PrivSyn supports two synthesis engines—PrivSyn (rho-CDP) and AIM (approximate zCDP). This note summarises how epsilon, delta, and rho play together so you can rationalise the budget before deploying to production.

1. PrivSyn

  • Interface: the API accepts an epsilon/delta pair. Internally the PrivSyn library converts these to a rho-zCDP budget using method/util/rho_cdp.py.
  • Iterations: the number of update iterations (update_iterations) and consistency passes (consist_iterations) consume the same global budget. Reducing them lowers overall runtime and the amount of per-marginal noise but also reduces fidelity.
  • Preprocessing: discretisation (e.g. PrivTree binning) can optionally draw a portion of the budget via dp_budget_fraction in the UI. When set, the fraction reduces the budget available to the main synthesiser.

Practical Tips

  • Prefer providing tight numeric bounds to avoid the extra noise introduced by clipping.
  • For categorical columns, trimming rare values (or mapping them to the special token) improves stability.
  • When exploring, start with ε between 0.5 and 2.0 and δ ≤ 1e-5; adjust upward only if the quality is insufficient and privacy policy allows it.

2. AIM

  • AIM consumes the provided (epsilon, delta) pair directly.
  • Runtime is sensitive to the number of iterations and workload size; for quick evaluations consider reducing the workload prior to deployment or sampling a subset of columns.

3. Rho Conversion

The helper method/util/rho_cdp.py implements conversions between (ε, δ) and ρ (zCDP). Keep in mind that when composing multiple DP mechanisms (e.g., preprocessing + synthesis + evaluation), the rho values add linearly:

ρ_total = ρ_preprocess + ρ_synthesis + ρ_evaluation

Use the conversion utilities if you need to enforce a global privacy ledger across multiple pipelines.

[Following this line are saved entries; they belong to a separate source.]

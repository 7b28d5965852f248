//! # Database Error Types
//!
//! Error types for database operations.
//!
//! ## Error Flow
//! ```text
//! ┌─────────────────────────────────────────────────────────────────┐
//! │                    Error Propagation                            │
//! │                                                                 │
//! │  SQLite Error (sqlx::Error)                                     │
//! │       │                                                         │
//! │       ▼                                                         │
//! │  DbError (this module) ← adds context and categorization        │
//! │       │     ▲                                                   │
//! │       │     └── CoreError forwarded transparently when a        │
//! │       │         transaction aborts on a business rule           │
//! │       │         (insufficient stock, overpayment)               │
//! │       ▼                                                         │
//! │  Caller / form layer displays a correctable message             │
//! └─────────────────────────────────────────────────────────────────┘
//! ```
//!
//! No DbError is fatal to the process; each is scoped to one operation.

use thiserror::Error;

use duka_core::CoreError;

/// Database operation errors.
#[derive(Debug, Error)]
pub enum DbError {
    /// Entity not found in database.
    #[error("{entity} not found: {id}")]
    NotFound { entity: String, id: String },

    /// Unique constraint violation (duplicate SKU, duplicate category name).
    #[error("Duplicate {field}: '{value}' already exists")]
    UniqueViolation { field: String, value: String },

    /// Foreign key constraint violation (reference to a nonexistent
    /// customer, item, sale, or debt).
    #[error("Foreign key violation: {message}")]
    ForeignKeyViolation { message: String },

    /// Database connection failed.
    #[error("Connection failed: {0}")]
    ConnectionFailed(String),

    /// Migration failed.
    #[error("Migration failed: {0}")]
    MigrationFailed(String),

    /// Query execution failed.
    #[error("Query failed: {0}")]
    QueryFailed(String),

    /// Transaction failed.
    #[error("Transaction failed: {0}")]
    TransactionFailed(String),

    /// Pool exhausted (all connections in use).
    #[error("Connection pool exhausted")]
    PoolExhausted,

    /// A business rule aborted the operation. The whole transaction is
    /// rolled back; no partial effects remain.
    #[error(transparent)]
    Domain(#[from] CoreError),

    /// Internal database error.
    #[error("Internal database error: {0}")]
    Internal(String),
}

impl DbError {
    /// Creates a NotFound error for a given entity type and ID.
    pub fn not_found(entity: impl Into<String>, id: impl Into<String>) -> Self {
        DbError::NotFound {
            entity: entity.into(),
            id: id.into(),
        }
    }

    /// Creates a UniqueViolation error.
    pub fn duplicate(field: impl Into<String>, value: impl Into<String>) -> Self {
        DbError::UniqueViolation {
            field: field.into(),
            value: value.into(),
        }
    }
}

/// Convert sqlx errors to DbError.
///
/// ## Error Mapping
/// ```text
/// sqlx::Error::RowNotFound    → DbError::NotFound
/// sqlx::Error::Database       → analyze message for constraint type
/// sqlx::Error::PoolTimedOut   → DbError::PoolExhausted
/// Other                       → DbError::Internal
/// ```
impl From<sqlx::Error> for DbError {
    fn from(err: sqlx::Error) -> Self {
        match err {
            sqlx::Error::RowNotFound => DbError::NotFound {
                entity: "Record".to_string(),
                id: "unknown".to_string(),
            },

            sqlx::Error::Database(db_err) => {
                let msg = db_err.message();

                // SQLite constraint messages:
                // "UNIQUE constraint failed: <table>.<column>"
                // "FOREIGN KEY constraint failed"
                // "CHECK constraint failed: <expr>"
                if msg.contains("UNIQUE constraint failed") {
                    let field = msg
                        .split("UNIQUE constraint failed: ")
                        .nth(1)
                        .unwrap_or("unknown")
                        .to_string();
                    DbError::UniqueViolation {
                        field,
                        value: "unknown".to_string(),
                    }
                } else if msg.contains("FOREIGN KEY constraint failed") {
                    DbError::ForeignKeyViolation {
                        message: msg.to_string(),
                    }
                } else {
                    DbError::QueryFailed(msg.to_string())
                }
            }

            sqlx::Error::PoolTimedOut => DbError::PoolExhausted,

            sqlx::Error::PoolClosed => DbError::ConnectionFailed("Pool is closed".to_string()),

            _ => DbError::Internal(err.to_string()),
        }
    }
}

impl From<sqlx::migrate::MigrateError> for DbError {
    fn from(err: sqlx::migrate::MigrateError) -> Self {
        DbError::MigrationFailed(err.to_string())
    }
}

/// Result type for database operations.
pub type DbResult<T> = Result<T, DbError>;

4. Evaluation Considerations

The /evaluate endpoint uses histogram-aware TVD which is not differentially private—it's intended only for offline quality assessment. Avoid exposing it to untrusted users or run it only on subsampled/aggregated outputs.

5. Future Work

  • Pluggable privacy budget managers (e.g., Google DP accounting) to track consumption across multiple runs.
  • UI hints for typical epsilon/delta values per domain (health, finance, etc.).

For more background on CDP and the PrivSyn method, see the references in the pdf/ folder.